Lionel : Oui mais je pensais à La Pena Festayre dans le 19ème en 2008, organisé par Battle’s Beer…
Dolk : Oui effectivement et je crois que c’est la 6ème fois que l’on joue à Paris.
Lionel : Il y a deux ans tu as joué à Barge to Hell. Quelle expérience en as-tu retenu ?
Dolk : Il y a beaucoup de chose à raconter… pour moi jouer devant des milliers de personnes comme lors d’un festival c’est quelque chose de naturel, mais de jouer sur un bateau lors d’une croisière au milieu de la nuit, quelque part dans les caraïbes, je n’aurais jamais imaginé une chose pareille pour Kampfar. C’est tellement spécial, tellement dingue. On s’est dit « allez on le fait » car cela parait tellement incroyable. Ce n’est pas possible que cela existe.
Lionel : Et d’être près de vos fans ?
Dolk : Oui on avait fait avant une tournée américaine et on a retrouvé des fans avec nous sur la croisière. C’est un vrai confort. C’est complètement dingue un truc pareil ! Tu rencontres plein de gens pendant la croisière et ils te parlent avec leur cœur. J’ai plein d’histoires à raconter à ce sujet. Il y a un mec un jour qui est venu, m’a serré la main et m’a dit « en 1999, j’ai eu de grosses difficultés dans ma vie et tout allait très mal, j’étais proche du suicide et Kampfar m’a sauvé ». Pour moi c’est le plus beau des compliments et le plus gros succès que l’on ait eu en tant que musiciens.
Lionel : Il est clair qu’en tant que musiciens vous n’êtes pas obligatoirement préparés à entendre de telles choses…

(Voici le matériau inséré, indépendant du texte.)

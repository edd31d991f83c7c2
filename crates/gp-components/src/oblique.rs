//! Oblique (wedge) and conical (Taylor–Maccoll) shock relations.
//!
//! Angles are in radians. Both solvers return the weak, attached solution and
//! fail with [`ComponentError::Detached`] when the deflection exceeds the
//! maximum for the given Mach number.

use crate::error::{ComponentError, ComponentResult};
use std::f64::consts::FRAC_PI_2;

const SCAN_STEPS: usize = 400;
const BISECTIONS: usize = 80;
const TM_STEP: f64 = 2.0e-4;

/// Flow deflection produced by a shock at angle `beta` (θ–β–M relation).
pub fn deflection_angle(m: f64, beta: f64, gamma: f64) -> f64 {
    let mn2 = (m * beta.sin()).powi(2);
    let num = 2.0 * (mn2 - 1.0) / beta.tan();
    let den = m * m * (gamma + (2.0 * beta).cos()) + 2.0;
    (num / den).atan()
}

pub fn mach_angle(m: f64) -> f64 {
    (1.0 / m).asin()
}

/// Scan (μ, π/2) for the angle where `f` peaks, then bisect `f(β) = target`
/// on the weak branch.
fn weak_branch<F>(m: f64, target: f64, what: &str, mut f: F) -> ComponentResult<f64>
where
    F: FnMut(f64) -> ComponentResult<f64>,
{
    let mu = mach_angle(m);
    let span = FRAC_PI_2 - mu;
    let mut best_beta = mu;
    let mut best = 0.0;
    for i in 1..SCAN_STEPS {
        let beta = mu + span * i as f64 / SCAN_STEPS as f64;
        let value = f(beta)?;
        if value > best {
            best = value;
            best_beta = beta;
        }
    }
    if target > best {
        return Err(ComponentError::Detached {
            what: format!(
                "{what} angle {:.3} deg exceeds maximum {:.3} deg at Mach {m:.3}",
                target.to_degrees(),
                best.to_degrees()
            ),
        });
    }

    let mut lo = mu;
    let mut hi = best_beta;
    for _ in 0..BISECTIONS {
        let mid = 0.5 * (lo + hi);
        if f(mid)? < target {
            lo = mid;
        } else {
            hi = mid;
        }
    }
    Ok(0.5 * (lo + hi))
}

/// Weak oblique shock angle for a wedge of half-angle `theta`.
pub fn wedge_shock_angle(m: f64, theta: f64, gamma: f64) -> ComponentResult<f64> {
    check_inputs(m, theta)?;
    weak_branch(m, theta, "wedge", |beta| Ok(deflection_angle(m, beta, gamma)))
}

/// Conical shock solution.
#[derive(Debug, Clone, Copy, PartialEq)]
pub struct ConeSolution {
    /// Shock angle
    pub beta: f64,
    /// Mach number on the cone surface
    pub surface_mach: f64,
}

/// Shock angle for a cone of half-angle `theta_c` in a uniform stream.
pub fn cone_shock_angle(m: f64, theta_c: f64, gamma: f64) -> ComponentResult<ConeSolution> {
    check_inputs(m, theta_c)?;
    let beta = weak_branch(m, theta_c, "cone", |beta| {
        Ok(taylor_maccoll(m, beta, gamma).map_or(0.0, |(theta, _)| theta))
    })?;
    let (_, v_surface) = taylor_maccoll(m, beta, gamma).ok_or_else(|| {
        ComponentError::ConvergenceFailed {
            what: "Taylor-Maccoll integration did not reach the cone surface".into(),
        }
    })?;
    let surface_mach = (2.0 / ((gamma - 1.0) * (1.0 / (v_surface * v_surface) - 1.0))).sqrt();
    Ok(ConeSolution { beta, surface_mach })
}

fn check_inputs(m: f64, theta: f64) -> ComponentResult<()> {
    if !(m.is_finite() && m > 1.0) {
        return Err(ComponentError::NonPhysical {
            what: "oblique shock needs a supersonic stream",
        });
    }
    if !(theta.is_finite() && theta > 0.0 && theta < FRAC_PI_2) {
        return Err(ComponentError::InvalidArg {
            what: "body half-angle must be between 0 and 90 degrees",
        });
    }
    Ok(())
}

/// Nondimensional speed V / V_max for Mach `m`.
fn speed_ratio(m: f64, gamma: f64) -> f64 {
    (2.0 / ((gamma - 1.0) * m * m) + 1.0).powf(-0.5)
}

/// Integrate the Taylor–Maccoll equation inward from a shock at `beta`.
///
/// Returns the cone angle where the polar velocity vanishes and the radial
/// speed ratio there, or `None` if the integration never reaches a surface.
fn taylor_maccoll(m: f64, beta: f64, gamma: f64) -> Option<(f64, f64)> {
    let delta = deflection_angle(m, beta, gamma);
    if delta <= 0.0 {
        return None;
    }
    let mn1 = m * beta.sin();
    let mn2_sq = (1.0 + 0.5 * (gamma - 1.0) * mn1 * mn1) / (gamma * mn1 * mn1 - 0.5 * (gamma - 1.0));
    let m2 = (mn2_sq.sqrt()) / (beta - delta).sin();
    let v2 = speed_ratio(m2, gamma);

    let mut theta = beta;
    let mut y = [v2 * (beta - delta).cos(), -v2 * (beta - delta).sin()];
    let h = -TM_STEP;
    while theta > TM_STEP {
        let next = rk4_step(theta, y, h, gamma)?;
        if next[1] >= 0.0 {
            let frac = y[1] / (y[1] - next[1]);
            let theta_c = theta + frac * h;
            let vr = y[0] + frac * (next[0] - y[0]);
            return Some((theta_c, vr));
        }
        y = next;
        theta += h;
    }
    None
}

fn tm_rhs(theta: f64, y: [f64; 2], gamma: f64) -> Option<[f64; 2]> {
    let [vr, vt] = y;
    let a = 0.5 * (gamma - 1.0) * (1.0 - vr * vr - vt * vt);
    let den = a - vt * vt;
    if den.abs() < 1e-12 {
        return None;
    }
    let dvt = (vr * vt * vt - a * (2.0 * vr + vt / theta.tan())) / den;
    Some([vt, dvt])
}

fn rk4_step(theta: f64, y: [f64; 2], h: f64, gamma: f64) -> Option<[f64; 2]> {
    let add = |y: [f64; 2], k: [f64; 2], s: f64| [y[0] + s * k[0], y[1] + s * k[1]];
    let k1 = tm_rhs(theta, y, gamma)?;
    let k2 = tm_rhs(theta + 0.5 * h, add(y, k1, 0.5 * h), gamma)?;
    let k3 = tm_rhs(theta + 0.5 * h, add(y, k2, 0.5 * h), gamma)?;
    let k4 = tm_rhs(theta + h, add(y, k3, h), gamma)?;
    Some([
        y[0] + h / 6.0 * (k1[0] + 2.0 * k2[0] + 2.0 * k3[0] + k4[0]),
        y[1] + h / 6.0 * (k1[1] + 2.0 * k2[1] + 2.0 * k3[1] + k4[1]),
    ])
}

Dolk : C’est sûr, jouer et rencontrer des gens, mais entendre une telle histoire. Et pour moi c’est aussi important. D’ailleurs ce soir c’est un peu spécial pour moi de rejouer au Nouveau Casino car il y a 3 ans on avait joué avec Secrets of the Moon et l’année dernière Marianne Séjourné (LSK) la bassiste mettait fin à ses jours. Pour moi, c’est une soirée très spéciale.